Forty years ago Michael Tilson Thomas could be found adorning the LP covers of pioneer recordings of American experimental music new and old. Reich, Cage, Ives, Carl Ruggles: they all passed under his fingers.
He still carries a torch for the American pioneers; this CD of Edgard Varese, Henry Cowell and Lou Harrison stems from an American Mavericks concert series with his San Francisco Symphony that toured the US this year. Cowell's compact Piano Concerto of 1930 stirs the most excitement. Clamorously dissonant, lashed with the composer's trademark tone clusters, wrapped in dense polytonal clouds, its mischievous exuberance is childlike and endearing. Jeremy Denk, the gifted soloist, dismisses the work's technical difficulties with ease, as does the trumpeter who begins Cowell's Synchrony with a sinuous three-minute solo, hot as moltern lava.

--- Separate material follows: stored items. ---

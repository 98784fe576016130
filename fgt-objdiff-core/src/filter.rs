//! Narrowing a diff set for display.
//!
//! Filters never modify the [`DiffSet`]; they return borrowed views so that the
//! caller can re-run classification on just the displayed subset.

use serde::{Deserialize, Serialize};

use crate::diff::{DiffSet, PropertyValues};
use crate::model::ObjectKey;

/// Case-insensitive substring filters over object type, property, name and value.
#[derive(Debug, Clone, Default, PartialEq, Eq, Serialize, Deserialize)]
pub struct DiffFilter {
    /// Keep objects whose type contains any of these.
    #[serde(default)]
    pub types: Vec<String>,
    /// Keep properties whose name contains any of these.
    #[serde(default)]
    pub properties: Vec<String>,
    /// Keep objects whose name contains this.
    #[serde(default)]
    pub name: Option<String>,
    /// Keep properties where some column value contains this.
    #[serde(default)]
    pub value: Option<String>,
    /// Invert the type/property conditions (name and value still apply).
    #[serde(default)]
    pub invert: bool,
}

/// One object of a filtered view with its surviving properties.
#[derive(Debug, Clone, PartialEq)]
pub struct FilteredObject<'a> {
    pub key: &'a ObjectKey,
    pub properties: Vec<(&'a str, &'a PropertyValues)>,
}

impl DiffFilter {
    /// Whether no condition is set.
    pub fn is_empty(&self) -> bool {
        self.types.is_empty()
            && self.properties.is_empty()
            && blank(&self.name)
            && blank(&self.value)
    }

    /// Apply the filter, keeping diff-set order.
    pub fn apply<'a>(&self, diffs: &'a DiffSet) -> Vec<FilteredObject<'a>> {
        let name = lowered(&self.name);
        let value = lowered(&self.value);
        let types = lowered_all(&self.types);
        let properties = lowered_all(&self.properties);

        let has_type_or_property = !types.is_empty() || !properties.is_empty();
        let has_any_field_filter = has_type_or_property || value.is_some();

        let mut out = Vec::new();
        for (key, object) in diffs.iter() {
            let name_ok = name
                .as_deref()
                .map_or(true, |needle| key.name.to_lowercase().contains(needle));
            let type_ok = contains_any(&key.object_type, &types);

            let kept: Vec<(&str, &PropertyValues)> = object
                .properties
                .iter()
                .filter(|(property, values)| {
                    if !has_any_field_filter {
                        return name_ok;
                    }
                    let property_ok = contains_any(property, &properties);
                    let value_ok = value.as_deref().map_or(true, |needle| {
                        values.values().any(|v| v.to_lowercase().contains(needle))
                    });
                    if self.invert && has_type_or_property {
                        (!type_ok || !property_ok) && name_ok && value_ok
                    } else {
                        type_ok && property_ok && name_ok && value_ok
                    }
                })
                .map(|(property, values)| (property.as_str(), values))
                .collect();

            if !kept.is_empty() {
                out.push(FilteredObject {
                    key,
                    properties: kept,
                });
            }
        }
        out
    }
}

/// True when `needles` is empty or `haystack` contains one of them.
fn contains_any(haystack: &str, needles: &[String]) -> bool {
    if needles.is_empty() {
        return true;
    }
    let haystack = haystack.to_lowercase();
    needles.iter().any(|needle| haystack.contains(needle.as_str()))
}

fn blank(value: &Option<String>) -> bool {
    value.as_deref().map_or(true, str::is_empty)
}

fn lowered(value: &Option<String>) -> Option<String> {
    value
        .as_deref()
        .filter(|v| !v.is_empty())
        .map(str::to_lowercase)
}

fn lowered_all(values: &[String]) -> Vec<String> {
    values
        .iter()
        .filter(|v| !v.is_empty())
        .map(|v| v.to_lowercase())
        .collect()
}
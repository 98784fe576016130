use std::fs;
use std::path::Path;

use fgt_objdiff_core::classify::{Palette, DUPLICATE_COLORS, UNIQUE_COLOR};
use fgt_objdiff_core::normalize::{
    NormalizeOptions, ASSOCIATED_INTERFACE, DEFAULT_SORTED_LIST_PROPERTIES,
    STANDARD_EXCLUDED_PROPERTIES,
};
use fgt_objdiff_core::report::{ReportOptions, DEFAULT_TYPE_ORDER};
use serde::Deserialize;
use thiserror::Error;

/// Comparison settings read from a TOML file.
#[derive(Debug, Clone, Default, PartialEq, Eq, Deserialize)]
#[serde(default, deny_unknown_fields)]
pub struct CompareConfig {
    pub normalize: NormalizeSection,
    pub report: ReportSection,
}

#[derive(Debug, Clone, PartialEq, Eq, Deserialize)]
#[serde(default, deny_unknown_fields)]
pub struct NormalizeSection {
    pub exclude_properties: Vec<String>,
    pub sorted_list_properties: Vec<String>,
    pub ignore_associated_interface: bool,
}

#[derive(Debug, Clone, PartialEq, Eq, Deserialize)]
#[serde(default, deny_unknown_fields)]
pub struct ReportSection {
    pub type_order: Vec<String>,
    pub duplicate_colors: Vec<String>,
    pub unique_color: String,
}

impl Default for NormalizeSection {
    fn default() -> Self {
        Self {
            exclude_properties: owned(STANDARD_EXCLUDED_PROPERTIES),
            sorted_list_properties: owned(DEFAULT_SORTED_LIST_PROPERTIES),
            ignore_associated_interface: false,
        }
    }
}

impl Default for ReportSection {
    fn default() -> Self {
        Self {
            type_order: owned(DEFAULT_TYPE_ORDER),
            duplicate_colors: owned(&DUPLICATE_COLORS),
            unique_color: UNIQUE_COLOR.to_string(),
        }
    }
}

impl CompareConfig {
    /// Normalization policy described by the `[normalize]` table.
    ///
    /// Configured exclusions extend the standard ones; `uuid` is always dropped.
    pub fn normalize_options(&self) -> NormalizeOptions {
        let mut opts = NormalizeOptions {
            sorted_list_properties: self.normalize.sorted_list_properties.clone(),
            ..NormalizeOptions::standard()
        };
        for key in &self.normalize.exclude_properties {
            opts = opts.with_excluded(key.as_str());
        }
        if self.normalize.ignore_associated_interface {
            opts = opts.with_excluded(ASSOCIATED_INTERFACE);
        }
        opts
    }

    /// Rendering options described by the `[report]` table.
    pub fn report_options(&self) -> ReportOptions {
        ReportOptions {
            palette: Palette {
                duplicate: self.report.duplicate_colors.clone(),
                unique: self.report.unique_color.clone(),
            },
            type_order: self.report.type_order.clone(),
        }
    }
}

/// Errors returned when loading config files.
#[derive(Debug, Error)]
pub enum ConfigLoadError {
    #[error("failed to read config file {path}: {source}")]
    Io {
        path: String,
        source: std::io::Error,
    },
    #[error("failed to parse config file {path}: {source}")]
    Parse {
        path: String,
        source: toml::de::Error,
    },
}

/// Load comparison settings from a TOML file. Missing keys keep their defaults.
pub fn load_config(path: &Path) -> Result<CompareConfig, ConfigLoadError> {
    let raw = fs::read_to_string(path).map_err(|source| ConfigLoadError::Io {
        path: path.display().to_string(),
        source,
    })?;

    parse_config(&raw, path.display().to_string())
}

/// Settings compiled into the binary.
pub fn default_config() -> CompareConfig {
    let embedded = include_str!(concat!(env!("CARGO_MANIFEST_DIR"), "/config/default.toml"));
    parse_config(embedded, "embedded config".to_string()).unwrap_or_default()
}

fn parse_config(raw: &str, path: String) -> Result<CompareConfig, ConfigLoadError> {
    toml::from_str(raw).map_err(|source| ConfigLoadError::Parse { path, source })
}

fn owned(items: &[&str]) -> Vec<String> {
    items.iter().map(|item| (*item).to_string()).collect()
}

#[cfg(test)]
mod tests {
    use std::fs;

    use pretty_assertions::assert_eq;
    use tempfile::tempdir;

    use super::{default_config, load_config, parse_config, CompareConfig, ConfigLoadError};
    use fgt_objdiff_core::compare_texts;
    use fgt_objdiff_core::normalize::NormalizeOptions;
    use fgt_objdiff_core::report::ReportOptions;

    #[test]
    fn embedded_config_matches_builtin_defaults() {
        let config = default_config();
        assert_eq!(config, CompareConfig::default());
        assert_eq!(config.normalize_options(), NormalizeOptions::standard());
        assert_eq!(config.report_options(), ReportOptions::default());
    }

    #[test]
    fn partial_file_keeps_other_defaults() {
        let config = parse_config(
            "[normalize]\nignore_associated_interface = true\n",
            "inline".to_string(),
        )
        .expect("parse");
        assert_eq!(
            config.normalize_options(),
            NormalizeOptions::ignore_associated_interface()
        );
        assert_eq!(config.report, CompareConfig::default().report);
    }

    #[test]
    fn custom_palette_and_exclusions_flow_into_options() {
        let dir = tempdir().expect("tempdir");
        let path = dir.path().join("objdiff.toml");
        fs::write(
            &path,
            r##"
[normalize]
exclude_properties = ["uuid", "color"]

[report]
duplicate_colors = ["#000001"]
unique_color = "#ff0000"
"##,
        )
        .expect("write config");

        let config = load_config(&path).expect("load");
        let normalize = config.normalize_options();
        assert!(normalize.is_excluded("COLOR"));
        assert!(normalize.is_sorted_list("member"));

        let report = config.report_options();
        assert_eq!(report.palette.duplicate_color(5), "#000001");
        assert_eq!(report.palette.unique, "#ff0000");
    }

    #[test]
    fn configured_exclusions_cannot_drop_uuid_exclusion() {
        let config = parse_config(
            "[normalize]\nexclude_properties = [\"color\"]\n",
            "inline".to_string(),
        )
        .expect("parse");
        let opts = config.normalize_options();
        assert_eq!(opts.excluded_properties, vec!["uuid", "color"]);

        let a = "config firewall address\n    edit \"h\"\n        set uuid aaaa\n        set color 3\n    next\nend\n";
        let b = "config firewall address\n    edit \"h\"\n        set uuid bbbb\n    next\nend\n";
        let run = compare_texts([("a.conf", a), ("b.conf", b)], &opts).expect("two columns");
        assert!(run.diffs.is_empty());
    }

    #[test]
    fn unknown_keys_are_rejected() {
        let err = parse_config("[normalize]\nexclude = [\"uuid\"]\n", "bad.toml".to_string())
            .expect_err("unknown key");
        assert!(matches!(err, ConfigLoadError::Parse { .. }));
        assert!(err.to_string().contains("bad.toml"));
    }

    #[test]
    fn missing_file_is_an_io_error() {
        let dir = tempdir().expect("tempdir");
        let err = load_config(&dir.path().join("absent.toml")).expect_err("missing");
        assert!(matches!(err, ConfigLoadError::Io { .. }));
    }
}
//! Sparse cross-column property diffing.

pub mod engine;
pub mod result;

pub use engine::{diff, diff_object, property_sort_key, CompareError, PREFERRED_PROPERTY_ORDER};
pub use result::{DiffSet, ObjectDiff, PropertyValues};
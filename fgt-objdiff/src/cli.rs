use std::path::PathBuf;

use clap::{Parser, ValueEnum};

#[derive(Parser, Debug)]
#[command(name = "fgt-objdiff")]
#[command(about = "Compare FortiGate address and service objects across VDOMs and config files")]
pub struct Cli {
    /// Log parsing and diff details to stderr.
    #[arg(short, long, global = true)]
    pub verbose: bool,
    #[command(subcommand)]
    pub command: Command,
}

#[derive(clap::Subcommand, Debug)]
pub enum Command {
    /// Compare firewall objects across every (file, VDOM) pair.
    Compare(CompareArgs),
    /// Show VDOMs, object types and object counts of one config file.
    Inspect(InspectArgs),
}

#[derive(Parser, Debug)]
pub struct CompareArgs {
    #[arg(required = true)]
    pub files: Vec<PathBuf>,
    #[arg(long, value_enum, default_value_t = OutputFormat::Text)]
    pub format: OutputFormat,
    /// Print summary counts only.
    #[arg(long)]
    pub summary: bool,
    /// Keep object types containing this text (repeatable).
    #[arg(long = "type")]
    pub types: Vec<String>,
    /// Keep properties whose name contains this text (repeatable).
    #[arg(long = "property")]
    pub properties: Vec<String>,
    /// Keep objects whose name contains this text.
    #[arg(long)]
    pub name: Option<String>,
    /// Keep properties where any value contains this text.
    #[arg(long)]
    pub value: Option<String>,
    /// Invert the --type/--property conditions.
    #[arg(long)]
    pub invert: bool,
    /// Drop associated-interface before comparing.
    #[arg(long)]
    pub ignore_associated_interface: bool,
    /// Drop an extra property before comparing (repeatable).
    #[arg(long = "exclude")]
    pub exclude: Vec<String>,
    /// TOML settings file; defaults to the embedded settings.
    #[arg(long)]
    pub config: Option<PathBuf>,
    /// Also write the JSON report to this file.
    #[arg(long)]
    pub output: Option<PathBuf>,
}

#[derive(Parser, Debug)]
pub struct InspectArgs {
    pub file: PathBuf,
    #[arg(long, value_enum, default_value_t = OutputFormat::Text)]
    pub format: OutputFormat,
}

#[derive(Clone, Copy, Debug, ValueEnum)]
pub enum OutputFormat {
    Text,
    Json,
}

More arresting sounds follow from Cowell's pupil Harrison. His 1973 Organ Concerto is no work for a cathedral, but it would be right at home in Java or at a California beach party. The organ's jabbing chords come meshed with rattling and bonging from a gamelan-flavoured percussion ensemble. Very infectious, this; refreshing, too, with a delicate, musing central slow movement to allow mopping of foreheads. Paul Jacobs's delivery of the organ part is deliciously clean and bouncy. In Varese's intoxicating celebration of new horizons, Ameriques, Tilson Thomas drives his orchestra through the teeming sounds with tremendous vigour.